A. It goes back a lot further than photography, that's certain -
about a thousand years further back, in fact.

The word was being used to describe a thing that resembled another
even before the first Millennium (it appears in its Old English
form in the Lindisfarne Gospels, for example). We still use the
word in the sense of resemblance when we say things like 'the
family likeness is astonishing'.

At about the same time, the word could also mean a thing created as
a representation of something else, a copy of an object perhaps. It
could also refer to an image of a person, such as a painting or a
statue. By the seventeenth century, it had become common to use
'likeness' when you meant a portrait. The verb phrase 'to take a
likeness' for painting a portrait seems to have first appeared in
the eighteenth century.
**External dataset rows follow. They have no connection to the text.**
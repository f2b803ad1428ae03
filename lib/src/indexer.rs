//! The index codec (§4.C): a bijection between a canonicalised `(Board,
//! side to move)` and a dense `u64` used to address the tablebase file.
//!
//! Grounded on the collaborator crate's king-triangle + combinatorial
//! ranking approach (`indexer.rs`/`indexer_syzygy.rs`), generalised over
//! [`Board`] instead of hardcoding `shakmaty`: every non-king piece group is
//! ranked as an unordered choice of squares out of that piece's
//! [`Board::zone`], using the combinatorial number system (the same "choose
//! k of n" trick the collaborator applies to its pawn/knight/bishop
//! factors).
//!
//! The king pair is the one factor that needs its own table rather than a
//! plain combination rank: [`KingPairs`] enumerates every `(white_king,
//! black_king)` placement that isn't trivially illegal (the two kings
//! adjacent), groups the rest into orbits under whichever board symmetry
//! applies (the full 8-element group with no pawn on the board, the
//! mirror-only group once a pawn restricts it — [`Board::KING_PAIR_SYMMETRY_FULL`]/
//! [`Board::KING_PAIR_SYMMETRY_PAWN`]), and keeps one representative per
//! orbit. For chess this reproduces the original engine's exact
//! `EGTB_SIZE_KK8`/`EGTB_SIZE_KK2` counts (462/1806); [`Indexer::space_size`]
//! is therefore a tight count of the legal representative space, not an
//! upper bound padded by symmetric duplicates. See DESIGN.md.

use std::collections::{HashMap, HashSet};
use std::sync::{Arc, OnceLock};

use crate::board::{Board, Color, FlipMode, Piece, PieceKind};
use crate::material::Material;

/// `n choose k`, computed directly since the codec never deals with boards
/// larger than xiangqi's 90 cells.
fn comb(n: u64, k: u64) -> u64 {
    if k > n {
        return 0;
    }
    let k = k.min(n - k);
    let mut result: u128 = 1;
    for i in 0..k {
        result = result * u128::from(n - i) / u128::from(i + 1);
    }
    result as u64
}

/// Combinatorial number system rank of an ascending list of distinct
/// positions drawn from `0..n` (§4.C "identical piece group" ranking).
fn rank_combination(sorted_ascending: &[usize]) -> u64 {
    sorted_ascending
        .iter()
        .enumerate()
        .map(|(i, &e)| comb(e as u64, (i + 1) as u64))
        .sum()
}

/// Inverse of [`rank_combination`]: the unique ascending `k`-subset of
/// `0..n` with this rank.
fn unrank_combination(mut rank: u64, n: usize, k: usize) -> Vec<usize> {
    let mut out = Vec::with_capacity(k);
    let mut upper = n;
    for i in (1..=k).rev() {
        let mut chosen = i - 1;
        for cand in (i - 1..upper).rev() {
            if comb(cand as u64, i as u64) <= rank {
                chosen = cand;
                break;
            }
        }
        out.push(chosen);
        rank -= comb(chosen as u64, i as u64);
        upper = chosen;
    }
    out.reverse();
    out
}

/// Swap every piece's color and flip the side to move, using only the
/// generic [`Board`] surface (works identically for chess and xiangqi).
fn swap_colors<B: Board>(board: &mut B) {
    for sq in 0..B::CELLS as u16 {
        if let Some(piece) = board.piece_at(sq) {
            board.set_piece(
                sq,
                Some(Piece {
                    color: piece.color.other(),
                    kind: piece.kind,
                }),
            );
        }
    }
    board.set_side_to_move(board.side_to_move().other());
}

/// Place two marker kings at `wk`/`bk`, apply `mode`, and read back where
/// they landed. Reuses the board's own [`Board::flip`] instead of hand
/// rolling file/rank arithmetic per game.
fn flip_king_pair<B: Board>(mode: FlipMode, wk: u16, bk: u16) -> (u16, u16) {
    let mut board = B::empty();
    board.set_piece(wk, Some(Piece::new(Color::White, B::Kind::king())));
    board.set_piece(bk, Some(Piece::new(Color::Black, B::Kind::king())));
    board.flip(mode);
    (
        board.find_king(Color::White).expect("white king marker survives flip"),
        board.find_king(Color::Black).expect("black king marker survives flip"),
    )
}

/// Among `symmetries` plus doing nothing, the flip (if any) that carries
/// `board`'s king pair to the lexicographically smallest `(white_king,
/// black_king)` square pair. `None` means the board is already canonical.
fn best_king_pair_flip<B: Board>(board: &B, symmetries: &'static [FlipMode]) -> Option<FlipMode> {
    let wk = board.find_king(Color::White).expect("board has a white king");
    let bk = board.find_king(Color::Black).expect("board has a black king");
    let mut best = (wk, bk);
    let mut chosen = None;
    for &mode in symmetries {
        let mut probe = board.clone();
        probe.flip(mode);
        let pair = (
            probe.find_king(Color::White).expect("king survives flip"),
            probe.find_king(Color::Black).expect("king survives flip"),
        );
        if pair < best {
            best = pair;
            chosen = Some(mode);
        }
    }
    chosen
}

/// The exact, symmetry-reduced king-pair table for one board type and one
/// symmetry band (with or without a pawn on the board). One entry per orbit
/// of `(white_king, black_king)` under the chosen symmetry group, adjacent
/// (always-illegal) pairs excluded entirely (§4.C).
struct KingPairs {
    pairs: Vec<(u16, u16)>,
    rank_of: HashMap<(u16, u16), u32>,
}

impl KingPairs {
    fn build<B: Board>(symmetries: &'static [FlipMode]) -> Self {
        let mut seen = HashSet::new();
        let mut reps = Vec::new();
        for wk in 0..B::CELLS as u16 {
            for bk in 0..B::CELLS as u16 {
                if wk == bk || B::kings_always_illegal(wk, bk) || seen.contains(&(wk, bk)) {
                    continue;
                }
                let mut orbit = vec![(wk, bk)];
                for &mode in symmetries {
                    orbit.push(flip_king_pair::<B>(mode, wk, bk));
                }
                let rep = *orbit.iter().min().expect("orbit always has the base pair");
                seen.extend(orbit);
                reps.push(rep);
            }
        }
        reps.sort_unstable();
        let rank_of = reps.iter().enumerate().map(|(i, &pair)| (pair, i as u32)).collect();
        Self { pairs: reps, rank_of }
    }
}

/// Lazily built, cached per board type and per symmetry band: building the
/// table is a handful of thousand [`Board::flip`] calls, cheap once, but
/// `Indexer`s are constructed far more often than that (once per
/// sub-tablebase probed during generation), so it's worth not repeating.
fn king_pairs_for<B: Board>(has_pawns: bool) -> Arc<KingPairs> {
    static NO_PAWNS: OnceLock<Arc<KingPairs>> = OnceLock::new();
    static WITH_PAWNS: OnceLock<Arc<KingPairs>> = OnceLock::new();
    let cell = if has_pawns { &WITH_PAWNS } else { &NO_PAWNS };
    cell.get_or_init(|| {
        let symmetries = if has_pawns { B::KING_PAIR_SYMMETRY_PAWN } else { B::KING_PAIR_SYMMETRY_FULL };
        Arc::new(KingPairs::build::<B>(symmetries))
    })
    .clone()
}

/// Available squares shrink as each factor is placed; both `encode` and
/// `decode` walk the same factor order so the shrinking is reproducible
/// without the decoder ever having seen a real board (§4.C).
struct Pool {
    remaining: Vec<u16>,
}

impl Pool {
    fn new(cells: usize) -> Self {
        Self {
            remaining: (0..cells as u16).collect(),
        }
    }

    fn restrict(&self, zone: &[u16]) -> Vec<u16> {
        self.remaining
            .iter()
            .copied()
            .filter(|sq| zone.contains(sq))
            .collect()
    }

    fn remove(&mut self, sq: u16) {
        self.remaining.retain(|&s| s != sq);
    }

    fn remove_all(&mut self, squares: &[u16]) {
        self.remaining.retain(|s| !squares.contains(s));
    }
}

/// Bijective `(canonical board) <-> u64` mapping for one material signature
/// (§4.C). One `Indexer` serves both sides' boards: the material is already
/// normalised (white = stronger side), so encoding a board with black the
/// stronger side implicitly swaps colors first and reports it via the
/// returned `flip` bit, matching `Material::from_pieces_with_flip`.
pub struct Indexer<B: Board> {
    material: Material<B::Kind>,
    king_pairs: Arc<KingPairs>,
}
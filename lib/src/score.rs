//! The per-cell value domain (§3 Score). Grounded on the original's
//! `fegtb.h` numeric bands (`EGTB_SCORE_*`, `TB_*`) rather than inventing new
//! magic numbers (SPEC_FULL §C), generalised into a typed enum the rest of
//! the crate matches on instead of comparing raw integers.
//!
//! `Score` is the in-memory, semantic representation; [`Score::to_u16`]/
//! [`Score::from_u16`] are the wire encoding used by the 1-byte and 2-byte
//! cell modes of the tablebase file (§4.D).

use std::cmp::Ordering;

/// `EGTB_SCORE_MATE` in the original: the "distance from mate" origin.
pub const MATE: i32 = 10_000;

/// Cell reserved codes, shared by both games (`TB_ILLEGAL`/`TB_UNSET`/`TB_MISSING`).
const ILLEGAL_CODE: u16 = 0;
const UNSET_CODE: u16 = 1;
const MISSING_CODE: u16 = 2;

/// `TB_DRAW`: 5 for chess, 7 for xiangqi (the 2-code gap is reserved for the
/// xiangqi-only perpetual bands, which sit just below the draw code).
const CHESS_DRAW_CODE: u16 = 5;
const XIANGQI_DRAW_CODE: u16 = 7;

/// The variant discriminator this crate's header carries explicitly per
/// REDESIGN FLAGS (the original used `_FELICITY_CHESS_`/`_FELICITY_XQ_`
/// conditional compilation for the same distinction).
#[derive(Debug, Clone, Copy, PartialEq, Eq, Hash)]
pub enum Variant {
    Chess,
    Xiangqi,
}

impl Variant {
    #[must_use]
    pub const fn draw_code(self) -> u16 {
        match self {
            Self::Chess => CHESS_DRAW_CODE,
            Self::Xiangqi => XIANGQI_DRAW_CODE,
        }
    }
}

/// A single tablebase cell value (§3 Score).
#[derive(Debug, Clone, Copy, PartialEq, Eq, Hash)]
pub enum Score {
    /// Position cannot arise with the side to move (`TB_ILLEGAL`).
    Illegal,
    /// Not yet computed (build time) or missing at probe time.
    Unset,
    /// File absent at probe time (`TB_MISSING`).
    Missing,
    /// Exact draw.
    Draw,
    /// Win in `plies` for the side to move.
    Win(u16),
    /// Loss in `plies` for the side to move.
    Lose(u16),
    /// Xiangqi only: the side to move perpetually checks and eventually
    /// wins under AXF repetition rules. `plies` counts toward the 120-ply
    /// (`rule120`) bound, mirroring `EGTB_SCORE_PERPETUAL_CHECK`/`_120`.
    PerpetualWin(u16),
    /// Xiangqi only: the side to move is on the losing end of a perpetual
    /// check/chase cycle.
    PerpetualLose(u16),
}

impl Score {
    #[must_use]
    pub const fn is_decisive(self) -> bool {
        matches!(
            self,
            Self::Win(_) | Self::Lose(_) | Self::PerpetualWin(_) | Self::PerpetualLose(_)
        )
    }

    #[must_use]
    pub const fn is_defined(self) -> bool {
        !matches!(self, Self::Unset)
    }

    /// `revert_score` (§4.E): negate a child score into the parent's frame,
    /// advancing the ply count by `inc`. `Missing` propagating here is a
    /// fatal build error per §7, so it is not representable as an input.
    #[must_use]
    pub fn revert(self, inc: u16) -> Self {
        match self {
            Self::Illegal | Self::Unset | Self::Missing => self,
            Self::Draw => Self::Draw,
            Self::Win(d) => Self::Lose(d + inc),
            Self::Lose(d) => Self::Win(d + inc),
            Self::PerpetualWin(d) => Self::PerpetualLose(d + inc),
            Self::PerpetualLose(d) => Self::PerpetualWin(d + inc),
        }
    }

    /// Clamp any score whose absolute DTM/ply count exceeds `dtm_max` (or
    /// 120 plies under `rule120`) down to `Draw` (§4.E, §8 property 5).
    #[must_use]
    pub fn clamp(self, limit: u16) -> Self {
        match self {
            Self::Win(d) | Self::Lose(d) | Self::PerpetualWin(d) | Self::PerpetualLose(d)
                if d > limit =>
            {
                Self::Draw
            }
            other => other,
        }
    }

    /// Total order used by `pick_best_from_rival_score` (§4.E):
    /// `Win(small)` > `Win(large)` > `PerpetualWin` > `Draw` > `PerpetualLose`
    /// > `Lose(large)` > `Lose(small)`. `Illegal`/`Unset`/`Missing` have no
    /// defined order and panic if compared.
    fn rank(self) -> (i32, i32) {
        match self {
            Self::Win(d) => (3, -i32::from(d)),
            Self::PerpetualWin(d) => (2, -i32::from(d)),
            Self::Draw => (1, 0),
            Self::PerpetualLose(d) => (0, i32::from(d)),
            Self::Lose(d) => (-1, i32::from(d)),
            Self::Illegal | Self::Unset | Self::Missing => {
                panic!("no defined order for {self:?}")
            }
        }
    }
}

impl PartialOrd for Score {
    fn partial_cmp(&self, other: &Self) -> Option<Ordering> {
        Some(self.cmp(other))
    }
}

impl Ord for Score {
    fn cmp(&self, other: &Self) -> Ordering {
        self.rank().cmp(&other.rank())
    }
}

/// `pick_best_from_rival_score` (§4.E): `best` is replaced by `child` iff
/// `best` is `Unset` or `child` is strictly greater under [`Score::cmp`].
/// Ties keep the earlier move (`best` is left untouched).
#[must_use]
pub fn pick_best_from_rival_score(best: Score, child: Score) -> Score {
    if !child.is_defined() || matches!(child, Score::Illegal | Score::Missing) {
        return best;
    }
    if best == Score::Unset {
        return child;
    }
    if child > best {
        child
    } else {
        best
    }
}

// 2-byte cell bands: disjoint ranges above the reserved/draw codes, one per
// `Score` variant, wide enough for any DTM this crate will ever produce
// (rule120 clamps well below the headroom here).
const WIN_BASE: u16 = 10;
const PERPETUAL_WIN_BASE: u16 = 40_000;
const PERPETUAL_LOSE_BASE: u16 = 50_000;
const LOSE_BASE: u16 = 60_000;

impl Score {
    /// Encode into the file format's 2-byte cell representation (§4.D
    /// payload layout). Bands are disjoint, so decoding is unambiguous.
    #[must_use]
    pub fn to_u16(self, variant: Variant) -> u16 {
        match self {
            Self::Illegal => ILLEGAL_CODE,
            Self::Unset => UNSET_CODE,
            Self::Missing => MISSING_CODE,
            Self::Draw => variant.draw_code(),
            Self::Win(d) => WIN_BASE + d,
            Self::PerpetualWin(d) => PERPETUAL_WIN_BASE + d,
            Self::PerpetualLose(d) => PERPETUAL_LOSE_BASE + d,
            Self::Lose(d) => LOSE_BASE + d,
        }
    }

    #[must_use]
    pub fn from_u16(code: u16, variant: Variant) -> Self {
        match code {
            ILLEGAL_CODE => Self::Illegal,
            UNSET_CODE => Self::Unset,
            MISSING_CODE => Self::Missing,
            c if c == variant.draw_code() => Self::Draw,
            c if c >= LOSE_BASE => Self::Lose(c - LOSE_BASE),
            c if c >= PERPETUAL_LOSE_BASE => Self::PerpetualLose(c - PERPETUAL_LOSE_BASE),
            c if c >= PERPETUAL_WIN_BASE => Self::PerpetualWin(c - PERPETUAL_WIN_BASE),
            c if c >= WIN_BASE => Self::Win(c - WIN_BASE),
            _ => Self::Illegal,
        }
    }

    /// Encode into the file format's 1-byte cell representation, valid only
    /// while the absolute DTM fits under `dtm_max` (§4.D property flags,
    /// `TWO_BYTES`). Returns `None` when 2-byte mode is required. Perpetual
    /// scores always require 2-byte mode.
    #[must_use]
    pub fn to_u8(self, variant: Variant, dtm_max: u8) -> Option<u8> {
        let half = (255 - variant.draw_code() as u16) / 2;
        match self {
            Self::Illegal => Some(0),
            Self::Unset => Some(1),
            Self::Missing => Some(2),
            Self::Draw => Some(variant.draw_code() as u8),
            Self::Win(d) if d <= u16::from(dtm_max).min(half - 1) => {
                Some((variant.draw_code() + 1 + d) as u8)
            }
            Self::Lose(d) if d <= u16::from(dtm_max).min(half - 1) => {
                Some((variant.draw_code() + 1 + half + d) as u8)
            }
            _ => None,
        }
    }

    #[must_use]
    pub fn from_u8(code: u8, variant: Variant) -> Self {
        let half = (255 - variant.draw_code() as u16) / 2;
        let code = u16::from(code);
        match code {
            ILLEGAL_CODE => Self::Illegal,
            UNSET_CODE => Self::Unset,
            MISSING_CODE => Self::Missing,
            c if c == variant.draw_code() => Self::Draw,
            c if c > variant.draw_code() && c <= variant.draw_code() + half => {
                Self::Win(c - variant.draw_code() - 1)
            }
            c if c > variant.draw_code() + half => {
                Self::Lose(c - variant.draw_code() - 1 - half)
            }
            _ => Self::Illegal,
        }
    }
}

#[cfg(test)]
mod tests {
    use super::*;

    #[test]
    fn revert_swaps_win_lose() {
        assert_eq!(Score::Win(3).revert(1), Score::Lose(4));
        assert_eq!(Score::Lose(2).revert(1), Score::Win(3));
        assert_eq!(Score::Draw.revert(1), Score::Draw);
        assert_eq!(Score::Unset.revert(1), Score::Unset);
    }

    #[test]
    fn ordering_prefers_faster_mate_and_slower_loss() {
        assert!(Score::Win(1) > Score::Win(2));
        assert!(Score::Win(100) > Score::Draw);
        assert!(Score::Draw > Score::Lose(100));
        assert!(Score::Lose(2) > Score::Lose(1));
        assert!(Score::Win(1) > Score::PerpetualWin(0));
        assert!(Score::PerpetualWin(0) > Score::Draw);
        assert!(Score::Draw > Score::PerpetualLose(0));
        assert!(Score::PerpetualLose(0) > Score::Lose(0));
    }

    #[test]
    fn pick_best_keeps_unset_until_a_defined_child_arrives() {
        let mut best = Score::Unset;
        best = pick_best_from_rival_score(best, Score::Unset);
        assert_eq!(best, Score::Unset);
        best = pick_best_from_rival_score(best, Score::Lose(3));
        assert_eq!(best, Score::Lose(3));
        best = pick_best_from_rival_score(best, Score::Win(5));
        assert_eq!(best, Score::Win(5));
        best = pick_best_from_rival_score(best, Score::Win(1));
        assert_eq!(best, Score::Win(1), "shorter mate wins");
    }

    #[test]
    fn clamp_applies_rule120() {
        assert_eq!(Score::Win(121).clamp(120), Score::Draw);
        assert_eq!(Score::Win(119).clamp(120), Score::Win(119));
    }

    #[test]
    fn byte_roundtrip_chess() {
        for s in [Score::Illegal, Score::Unset, Score::Missing, Score::Draw, Score::Win(10), Score::Lose(20)] {
            let code = s.to_u16(Variant::Chess);
            assert_eq!(Score::from_u16(code, Variant::Chess), s, "{s:?}");
        }
    }

    #[test]
    fn byte_roundtrip_xiangqi_perpetual() {
        for s in [
            Score::Draw,
            Score::PerpetualWin(5),
            Score::PerpetualLose(3),
        ] {
            let code = s.to_u16(Variant::Xiangqi);
            assert_eq!(Score::from_u16(code, Variant::Xiangqi), s, "{s:?}");
        }
    }
}
use std::path::PathBuf;

use clap::{ArgAction, Args};
use log::info;

use felicity_egtb::board::chess::ChessBoard;
use felicity_egtb::board::xiangqi::XiangqiBoard;
use felicity_egtb::board::Board;
use felicity_egtb::{EgtbMemMode, Score, TablebaseProber, Variant};

#[derive(Args, Debug)]
pub struct Probe {
    #[arg(short, long, help = "example \"8/8/8/4k3/8/8/3KQ3/8 w - - 0 1\"")]
    fen: String,
    #[arg(long, default_value = "table/")]
    tb_dir: PathBuf,
    #[arg(long, action = ArgAction::SetTrue, help = "follow and print the best line to the result")]
    best_line: bool,
}

impl Probe {
    pub fn run(self, variant: Variant) -> i32 {
        match variant {
            Variant::Chess => self.run_for::<ChessBoard>(variant),
            Variant::Xiangqi => self.run_for::<XiangqiBoard>(variant),
        }
    }

    fn run_for<B: Board>(&self, variant: Variant) -> i32 {
        let board = match B::new_game(Some(&self.fen)) {
            Ok(board) => board,
            Err(e) => {
                log::error!("invalid fen: {e}");
                return 1;
            }
        };

        let mut prober = TablebaseProber::<B>::new(&self.tb_dir, variant, EgtbMemMode::Smart);

        if self.best_line {
            match prober.best_line(&board) {
                Ok((score, line)) => {
                    if score == Score::Missing {
                        log::error!("no tablebase data for this material");
                        return 2;
                    }
                    info!("score: {score:?}, {} ply line", line.len());
                    0
                }
                Err(e) => {
                    log::error!("probe failed: {e}");
                    1
                }
            }
        } else {
            match prober.probe(&board) {
                Ok(score) => {
                    if score == Score::Missing {
                        log::error!("no tablebase data for this material");
                        return 2;
                    }
                    info!("score: {score:?}");
                    0
                }
                Err(e) => {
                    log::error!("probe failed: {e}");
                    1
                }
            }
        }
    }
}
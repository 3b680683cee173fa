//! HTTP handlers for the books resource.

use std::sync::Arc;

use axum::{
    extract::{
        rejection::{JsonRejection, PathRejection},
        Path, State,
    },
    http::StatusCode,
    Json,
};
use bookshelf_http::error::{AppError, ErrorResponse};
use bookshelf_kernel::settings::UpdateKey;
use utoipa_axum::{router::OpenApiRouter, routes};

use super::models::{Book, BookPayload};
use super::store::BookStore;

/// Shared handler state; the store is injected when the module is built.
#[derive(Clone)]
pub struct BooksState {
    pub store: Arc<dyn BookStore>,
    pub update_key: UpdateKey,
}

/// Routes for `/books` and `/books/{id}` with their OpenAPI description.
pub fn router(state: BooksState) -> OpenApiRouter {
    OpenApiRouter::new()
        .routes(routes!(create_book))
        .routes(routes!(get_book, update_book, delete_book))
        .with_state(state)
}

/// Create a book
#[utoipa::path(
    post,
    path = "/books",
    tag = "books",
    request_body = BookPayload,
    responses(
        (status = 201, description = "Book created", body = Book),
        (status = 400, description = "Malformed payload or empty field", body = ErrorResponse),
        (status = 500, description = "Database rejected the insert", body = ErrorResponse)
    )
)]
async fn create_book(
    State(state): State<BooksState>,
    payload: Result<Json<BookPayload>, JsonRejection>,
) -> Result<(StatusCode, Json<Book>), AppError> {
    let Json(payload) = payload?;

    let missing = payload.empty_fields();
    if !missing.is_empty() {
        return Err(AppError::missing_fields(&missing, "All fields are required"));
    }

    let book = payload.into_book();
    state.store.insert(&book).await?;

    tracing::info!(book_id = %book.id, "book created");
    Ok((StatusCode::CREATED, Json(book)))
}

/// Fetch a book by id
#[utoipa::path(
    get,
    path = "/books/{id}",
    tag = "books",
    params(("id" = String, Path, description = "Book identifier")),
    responses(
        (status = 200, description = "The book", body = Book),
        (status = 400, description = "Malformed path parameter", body = ErrorResponse),
        (status = 404, description = "No book with this id", body = ErrorResponse),
        (status = 500, description = "Database error", body = ErrorResponse)
    )
)]
async fn get_book(
    State(state): State<BooksState>,
    path: Result<Path<String>, PathRejection>,
) -> Result<Json<Book>, AppError> {
    let Path(id) = path?;
    match state.store.find(&id).await? {
        Some(book) => Ok(Json(book)),
        None => Err(AppError::not_found("Book not found")),
    }
}

/// Replace a book's title and author
///
/// The row is selected by the path id or by the body id, depending on the
/// `books.update_key` setting.
#[utoipa::path(
    put,
    path = "/books/{id}",
    tag = "books",
    params(("id" = String, Path, description = "Book identifier")),
    request_body = BookPayload,
    responses(
        (status = 200, description = "The updated book", body = Book),
        (status = 400, description = "Malformed path, payload or empty field", body = ErrorResponse),
        (status = 404, description = "No book with this id", body = ErrorResponse),
        (status = 500, description = "Database error", body = ErrorResponse)
    )
)]
async fn update_book(
    State(state): State<BooksState>,
    path: Result<Path<String>, PathRejection>,
    payload: Result<Json<BookPayload>, JsonRejection>,
) -> Result<Json<Book>, AppError> {
    let Path(path_id) = path?;
    let Json(payload) = payload?;

    let mut missing = payload.empty_fields();
    if state.update_key == UpdateKey::Path {
        missing.retain(|field| *field != "id");
    }
    if !missing.is_empty() {
        return Err(AppError::missing_fields(
            &missing,
            "Title and author are required fields",
        ));
    }

    let BookPayload {
        id: body_id,
        title,
        author,
    } = payload;
    let id = match state.update_key {
        UpdateKey::Path => path_id,
        UpdateKey::Body => body_id,
    };

    let affected = state.store.update(&id, &title, &author).await?;
    if affected == 0 {
        return Err(AppError::not_found(format!("Book with id {id} not found")));
    }

    tracing::info!(book_id = %id, "book updated");
    Ok(Json(Book { id, title, author }))
}

/// Delete a book
#[utoipa::path(
    delete,
    path = "/books/{id}",
    tag = "books",
    params(("id" = String, Path, description = "Book identifier")),
    responses(
        (status = 204, description = "Book deleted"),
        (status = 400, description = "Malformed path parameter", body = ErrorResponse),
        (status = 404, description = "No book with this id", body = ErrorResponse),
        (status = 500, description = "Database error", body = ErrorResponse)
    )
)]
async fn delete_book(
    State(state): State<BooksState>,
    path: Result<Path<String>, PathRejection>,
) -> Result<StatusCode, AppError> {
    let Path(id) = path?;
    let affected = state.store.delete(&id).await?;
    if affected == 0 {
        return Err(AppError::not_found(format!("Book with id {id} not found")));
    }

    tracing::info!(book_id = %id, "book deleted");
    Ok(StatusCode::NO_CONTENT)
}
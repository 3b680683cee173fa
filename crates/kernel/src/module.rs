use async_trait::async_trait;
use utoipa_axum::router::OpenApiRouter;

/// Context provided to modules during initialization
pub struct InitCtx<'a> {
    pub settings: &'a crate::settings::Settings,
}

/// Idempotent schema statement contributed by a module
#[derive(Debug, Clone)]
pub struct Migration {
    pub id: &'static str,
    pub up: &'static str,
}

/// Core module trait that all bookshelf modules must implement
#[async_trait]
pub trait Module: Sync + Send {
    /// Unique name for this module
    fn name(&self) -> &'static str;

    /// Initialize the module with the provided context
    /// Called during application startup after migrations
    async fn init(&self, _ctx: &InitCtx<'_>) -> anyhow::Result<()> {
        Ok(())
    }

    /// Return the routes for this module along with their OpenAPI description.
    /// Paths are mounted as declared, without a prefix.
    fn routes(&self) -> OpenApiRouter {
        OpenApiRouter::new()
    }

    /// Return migrations contributed by this module
    fn migrations(&self) -> Vec<Migration> {
        vec![]
    }

    /// Called once every module is initialized, before the server accepts traffic
    async fn start(&self, _ctx: &InitCtx<'_>) -> anyhow::Result<()> {
        Ok(())
    }

    /// Stop the module and clean up resources
    /// Called during application shutdown
    async fn stop(&self) -> anyhow::Result<()> {
        Ok(())
    }
}
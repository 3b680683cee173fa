use async_trait::async_trait;
use sqlx::PgPool;

use super::{BookStore, StoreError};
use crate::modules::books::models::Book;

/// [`BookStore`] over the `books` table.
#[derive(Clone)]
pub struct PgBookStore {
    pool: PgPool,
}

impl PgBookStore {
    pub fn new(pool: PgPool) -> Self {
        Self { pool }
    }
}

#[async_trait]
impl BookStore for PgBookStore {
    async fn insert(&self, book: &Book) -> Result<(), StoreError> {
        sqlx::query("INSERT INTO books (id, title, author) VALUES ($1, $2, $3)")
            .bind(&book.id)
            .bind(&book.title)
            .bind(&book.author)
            .execute(&self.pool)
            .await?;
        Ok(())
    }

    async fn find(&self, id: &str) -> Result<Option<Book>, StoreError> {
        let book = sqlx::query_as::<_, Book>("SELECT id, title, author FROM books WHERE id = $1")
            .bind(id)
            .fetch_optional(&self.pool)
            .await?;
        Ok(book)
    }

    async fn update(&self, id: &str, title: &str, author: &str) -> Result<u64, StoreError> {
        let result = sqlx::query("UPDATE books SET title = $1, author = $2 WHERE id = $3")
            .bind(title)
            .bind(author)
            .bind(id)
            .execute(&self.pool)
            .await?;
        Ok(result.rows_affected())
    }

    async fn delete(&self, id: &str) -> Result<u64, StoreError> {
        let result = sqlx::query("DELETE FROM books WHERE id = $1")
            .bind(id)
            .execute(&self.pool)
            .await?;
        Ok(result.rows_affected())
    }
}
Here's a latish example, from _Little
Dorrit_ by Charles Dickens: "The demeanour of that gentleman at
first suggested to her mind that he might be a taker of likenesses,
so intently did he look at her, and so frequently did he glance at
the little note-book by his side". It was inevitable that the term
would be extended to refer to the new-fangled photographs.

However, current usage seems to differ between Britain and North
America. Here in Britain, when 'a likeness of' appears, which it
doesn't that often, it almost always refers to a medium other than
photography (statue, artist's impression, cartoon) in which skill
is involved in matching the representation to the original. The
application to photographs seems to be more common in the USA and
Canada, though not hugely so, to judge by the limited
investigations I've been able to make of newspaper archives.